Last night I took the train (yes! there and back! and only slight delays!) to Hastings to Slam Dunk, a regular poetry night at the Printworks, where Hastings Stanza rep Antony Mair was doing a set.
Although it’s not far away, Hastings is still a bit of an unknown quantity for me, but it has an unmistakeably youthful and creative vibe that’s irresistible. There’s an edge to it too – and my first challenge was to find the way in, which turned out to be down a dark alley and without any external signs…a cross between a speakeasy and some sort of squatters’ den – ha! (The experience reminded me of a ‘foreigners only’ bar in Rome about 30 years ago where you had to know the correct (unmarked) door to knock on, and someone slid open the hatch to check you were a) not Italian and b) not male. Men were allowed but only in the company of a woman, and in the proportion one-man-one-woman. I don’t think Rome was ready for any other relationship possibilities in those days. It sounds bizarre but for me as an eighteen-year-old alone in a foreign country it was a ‘safe place’ away from the pests that followed a girl everywhere.)
Anyway, I was rescued by Judith who appeared at what I took for the emergency exit. The room turned out to be one of those cavernous industrial spaces taken over by artists and the hipster crowd – girders/concrete/crittal windows/bar made of chipboard/Edison lightbulbs etc – and buzzing with energy. The Hastings Stanza poets were there in force to support Antony – a few of us for the first time – and in fact the intrepid Roz Balp took part in the open mic with a high degree of panache (that’s her in the featured pic -trust me!)

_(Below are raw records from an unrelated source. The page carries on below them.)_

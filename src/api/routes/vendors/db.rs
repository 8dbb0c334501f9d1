//! Database queries for the vendors API
use anyhow::Result;
use chrono::Utc;
use rusqlite::OptionalExtension;
use tokio_rusqlite::Connection;

use super::public::Vendor;
use crate::api::public::map::EventPin;
use crate::api::routes::map::db::{PIN_COLUMNS, pin_from_row};
use crate::core::db::to_db_timestamp;

pub fn vendor_from_row(row: &rusqlite::Row<'_>) -> rusqlite::Result<Vendor> {
    Ok(Vendor {
        id: row.get(0)?,
        slug: row.get(1)?,
        name: row.get(2)?,
        description: row.get(3)?,
        category: row.get(4)?,
        photo_url: row.get(5)?,
    })
}

/// Look a vendor up by slug, falling back to id.
pub async fn get_vendor(db: &Connection, slug_or_id: &str) -> Result<Option<Vendor>> {
    let key = slug_or_id.to_owned();
    let vendor = db
        .call(move |conn| {
            let vendor = conn
                .query_row(
                    r"
                    SELECT id, slug, name, description, category, photo_url
                    FROM vendor
                    WHERE slug = ?1 OR id = ?1
                    ORDER BY slug = ?1 DESC
                    LIMIT 1
                    ",
                    [&key],
                    vendor_from_row,
                )
                .optional()?;
            Ok(vendor)
        })
        .await?;
    Ok(vendor)
}

/// Events of a vendor that start after now, soonest first.
pub async fn upcoming_events(db: &Connection, vendor_id: &str) -> Result<Vec<EventPin>> {
    let vendor_id = vendor_id.to_owned();
    let now = to_db_timestamp(&Utc::now());
    let events = db
        .call(move |conn| {
            let mut stmt = conn.prepare(&format!(
                r"
                SELECT {PIN_COLUMNS}
                FROM event e
                LEFT JOIN vendor v ON v.id = e.vendor_id
                WHERE e.vendor_id = ?1
                  AND e.starts_at > ?2
                  AND e.status != 'cancelled'
                ORDER BY e.starts_at ASC
                "
            ))?;
            let rows = stmt
                .query_map([&vendor_id, &now], pin_from_row)?
                .collect::<Result<Vec<_>, _>>()?;
            Ok(rows)
        })
        .await?;
    Ok(events)
}
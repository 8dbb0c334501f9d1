//! Public types for the vendors API
use serde::{Deserialize, Serialize};

use crate::api::public::map::EventPin;

#[derive(Debug, Clone, PartialEq, Serialize, Deserialize)]
pub struct Vendor {
    pub id: String,
    pub slug: String,
    pub name: String,
    pub description: Option<String>,
    pub category: Option<String>,
    pub photo_url: Option<String>,
}

/// Vendor page: the vendor and its events that have not started yet
#[derive(Debug, Clone, PartialEq, Serialize, Deserialize)]
pub struct VendorPage {
    #[serde(flatten)]
    pub vendor: Vendor,
    pub upcoming: Vec<EventPin>,
    pub is_favorite: bool,
}

#[derive(Debug, Clone, PartialEq, Serialize, Deserialize)]
pub struct FavoriteResponse {
    pub favorited: bool,
}
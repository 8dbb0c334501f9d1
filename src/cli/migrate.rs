use crate::core::db::{async_db, migrate_db};
use anyhow::{Result, anyhow};

pub async fn run(db: bool, db_path: &str) -> Result<()> {
    if !db {
        return Err(anyhow!("Missing value for migrate \"--db\""));
    }

    println!("Migrating db...");
    let db = async_db(db_path).await?;
    db.call(|conn| {
        migrate_db(conn)?;
        Ok(())
    })
    .await?;
    println!("Finished migrating db");

    Ok(())
}
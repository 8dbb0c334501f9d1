//! Router for the admin API

use std::sync::{Arc, RwLock};

use axum::{
    Json, Router,
    extract::{Path, State},
    routing::{get, post},
};
use chrono_tz::Tz;
use tokio_rusqlite::Connection;

use super::db::{self as admin_db, EventRecord};
use super::public::{EventForm, OkResponse, SavedResponse};
use crate::api::auth::CurrentUser;
use crate::api::public::ApiError;
use crate::api::public::events::EventDetail;
use crate::api::state::AppState;
use crate::geo::parse_coords;
use crate::time_window::parse_local_datetime;

type SharedState = Arc<RwLock<AppState>>;

const MISSING_FIELDS: &str = "Missing required fields: title, starts_at, address";
const NO_LOCATION: &str =
    "An event must have a location, either from a vendor or manual coordinates.";

fn non_empty(value: Option<String>) -> Option<String> {
    value
        .map(|v| v.trim().to_string())
        .filter(|v| !v.is_empty())
}

async fn require_admin(state: &SharedState, user: &str) -> Result<(Connection, Tz), ApiError> {
    let (db, tz) = {
        let shared_state = state.read().expect("Unable to read share state");
        (shared_state.db.clone(), shared_state.config.timezone)
    };
    if !admin_db::user_is_admin(&db, user).await? {
        tracing::warn!("Non-admin {} tried to use the admin API", user);
        return Err(ApiError::forbidden());
    }
    Ok((db, tz))
}

/// Validate a submitted form. Creating requires a location, updating
/// without coords or vendor keeps the stored one.
async fn build_record(
    db: &Connection,
    form: EventForm,
    tz: Tz,
    creating: bool,
) -> Result<EventRecord, ApiError> {
    let (Some(title), Some(starts_at), Some(address)) = (
        non_empty(form.title),
        non_empty(form.starts_at),
        non_empty(form.address),
    ) else {
        return Err(ApiError::bad_request(MISSING_FIELDS));
    };

    let starts_at = parse_local_datetime(&starts_at, tz)
        .ok_or_else(|| ApiError::bad_request(format!("Invalid starts_at: {}", starts_at)))?;
    let ends_at = match non_empty(form.ends_at) {
        Some(ends_at) => Some(
            parse_local_datetime(&ends_at, tz)
                .ok_or_else(|| ApiError::bad_request(format!("Invalid ends_at: {}", ends_at)))?,
        ),
        None => None,
    };
    if ends_at.is_some_and(|end| end < starts_at) {
        return Err(ApiError::bad_request("ends_at must not be before starts_at"));
    }

    let vendor_id = non_empty(form.vendor_id);
    let vendor_location = match &vendor_id {
        Some(vendor_id) => admin_db::vendor_location(db, vendor_id)
            .await?
            .ok_or_else(|| ApiError::bad_request(format!("Unknown vendor {}", vendor_id)))?,
        None => None,
    };
    let location = match vendor_location {
        Some(point) => Some(point),
        None => match non_empty(form.coords) {
            Some(coords) => {
                Some(parse_coords(&coords).map_err(|e| ApiError::bad_request(e.to_string()))?)
            }
            None if creating => return Err(ApiError::bad_request(NO_LOCATION)),
            None => None,
        },
    };

    let series_id = non_empty(form.series_id);
    if let Some(series_id) = &series_id {
        if !admin_db::series_exists(db, series_id).await? {
            return Err(ApiError::bad_request(format!("Unknown series {}", series_id)));
        }
    }
    let category_ids = form.category_ids.unwrap_or_default();
    if let Some(id) = admin_db::unknown_category(db, &category_ids).await? {
        return Err(ApiError::bad_request(format!("Unknown category {}", id)));
    }

    Ok(EventRecord {
        title,
        description: non_empty(form.description),
        starts_at,
        ends_at,
        address,
        image_url: non_empty(form.image_url),
        is_market: form.is_market.unwrap_or(false),
        status: non_empty(form.status).unwrap_or_else(|| "confirmed".to_string()),
        vendor_id,
        series_id,
        location,
        category_ids,
    })
}

async fn list_events(
    State(state): State<SharedState>,
    CurrentUser(user): CurrentUser,
) -> Result<Json<Vec<EventDetail>>, ApiError> {
    let (db, _) = require_admin(&state, &user).await?;
    let events = admin_db::list_events(&db).await?;
    Ok(Json(events))
}

async fn create_event(
    State(state): State<SharedState>,
    CurrentUser(user): CurrentUser,
    Json(form): Json<EventForm>,
) -> Result<Json<SavedResponse>, ApiError> {
    let (db, tz) = require_admin(&state, &user).await?;
    let record = build_record(&db, form, tz, true).await?;
    let id = uuid::Uuid::new_v4().to_string();
    admin_db::insert_event(&db, &id, record).await?;
    tracing::info!("Admin {} created event {}", user, id);
    Ok(Json(SavedResponse { ok: true, id }))
}

async fn update_event(
    State(state): State<SharedState>,
    CurrentUser(user): CurrentUser,
    Path(id): Path<String>,
    Json(form): Json<EventForm>,
) -> Result<Json<SavedResponse>, ApiError> {
    let (db, tz) = require_admin(&state, &user).await?;
    let record = build_record(&db, form, tz, false).await?;
    if !admin_db::update_event(&db, &id, record).await? {
        return Err(ApiError::not_found("Event not found"));
    }
    tracing::info!("Admin {} updated event {}", user, id);
    Ok(Json(SavedResponse { ok: true, id }))
}

async fn delete_event(
    State(state): State<SharedState>,
    CurrentUser(user): CurrentUser,
    Path(id): Path<String>,
) -> Result<Json<OkResponse>, ApiError> {
    let (db, _) = require_admin(&state, &user).await?;
    if !admin_db::delete_event(&db, &id).await? {
        return Err(ApiError::not_found("Event not found"));
    }
    tracing::info!("Admin {} deleted event {}", user, id);
    Ok(Json(OkResponse { ok: true }))
}

/// Create the admin router
pub fn router() -> Router<SharedState> {
    Router::new()
        .route("/events", get(list_events).post(create_event))
        .route("/events/{id}", post(update_event).delete(delete_event))
}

The format was that open-mic-ers each read one poem, and there was a time limit (two or three minutes – I missed the introduction so not sure) – and after each reader the audience got to give them marks out of ten, with deductions if they went over time. Somebody then did a quick calculation and came up with a number – I couldn’t work out the formula, but there was much cheering as ’24!’ or ’26!’ were announced. Another knockout round followed, with an eventual winner, then a generous break, then the first headliner poet (the previous month’s slam winner – in this case, Antony), then ANOTHER headliner…. and all over by 10pm.
I’m not a huge fan of open mics, but I thought the format worked well, discouraging the bores who only want to go on and on, and keeping the audience engaged with a bit of friendly competition and banter. People paid attention but there wasn’t the reverential hush of your typical poetry reading – the bar was busy and we were kept entertained with blasts from the Dyson hand dryer in the loos behind our table.
The audience was mostly young, creative types, but all ages seemed to be represented – quite a few people even older than me! Several of the readers were young men with beards, fabulously long hair, or both, most of them reminding Steph of her first husband. We had plenty of anti-Trump rhetoric, relationship angst and a surreal poem from Brian Docherty which appeared to be about aliens taking hostage a bloke who tells them Winston Churchill is dead, all taking place on the set of The Only Way is Essex. I may have got that completely wrong, but entertaining as always is Brian. The average age of the poets was significantly lowered by the presence of 15-year-old Ruby, who made it to the read-off with her excellently angry and witty poems. Such confidence! She would have known how to handle those groping Italians back in the 80s.
Antony presented another fine set, although at one point he had to call for the ‘live open fire’ projection to be turned off, in case he had an epileptic fit. It was a teensy bit of a shame though, as the room seemed decidedly chilly once we were no longer looking at the flickering flames.
Final poet of the night was headliner Sally Jenkinson, who was a new name to me – as she said herself it’s great to visit a part of the country you don’t know and to come across new people. In Sally’s case she’s from Doncaster, but has been living in Brighton a couple of years. She gave a strong reading and I liked her style. It’s not easy to go last and she kept us listening to the end.
Then I only had to wait ten minutes for The Train, which actually took me home, and my dear husband surprised me by meeting me at the station. Top night out!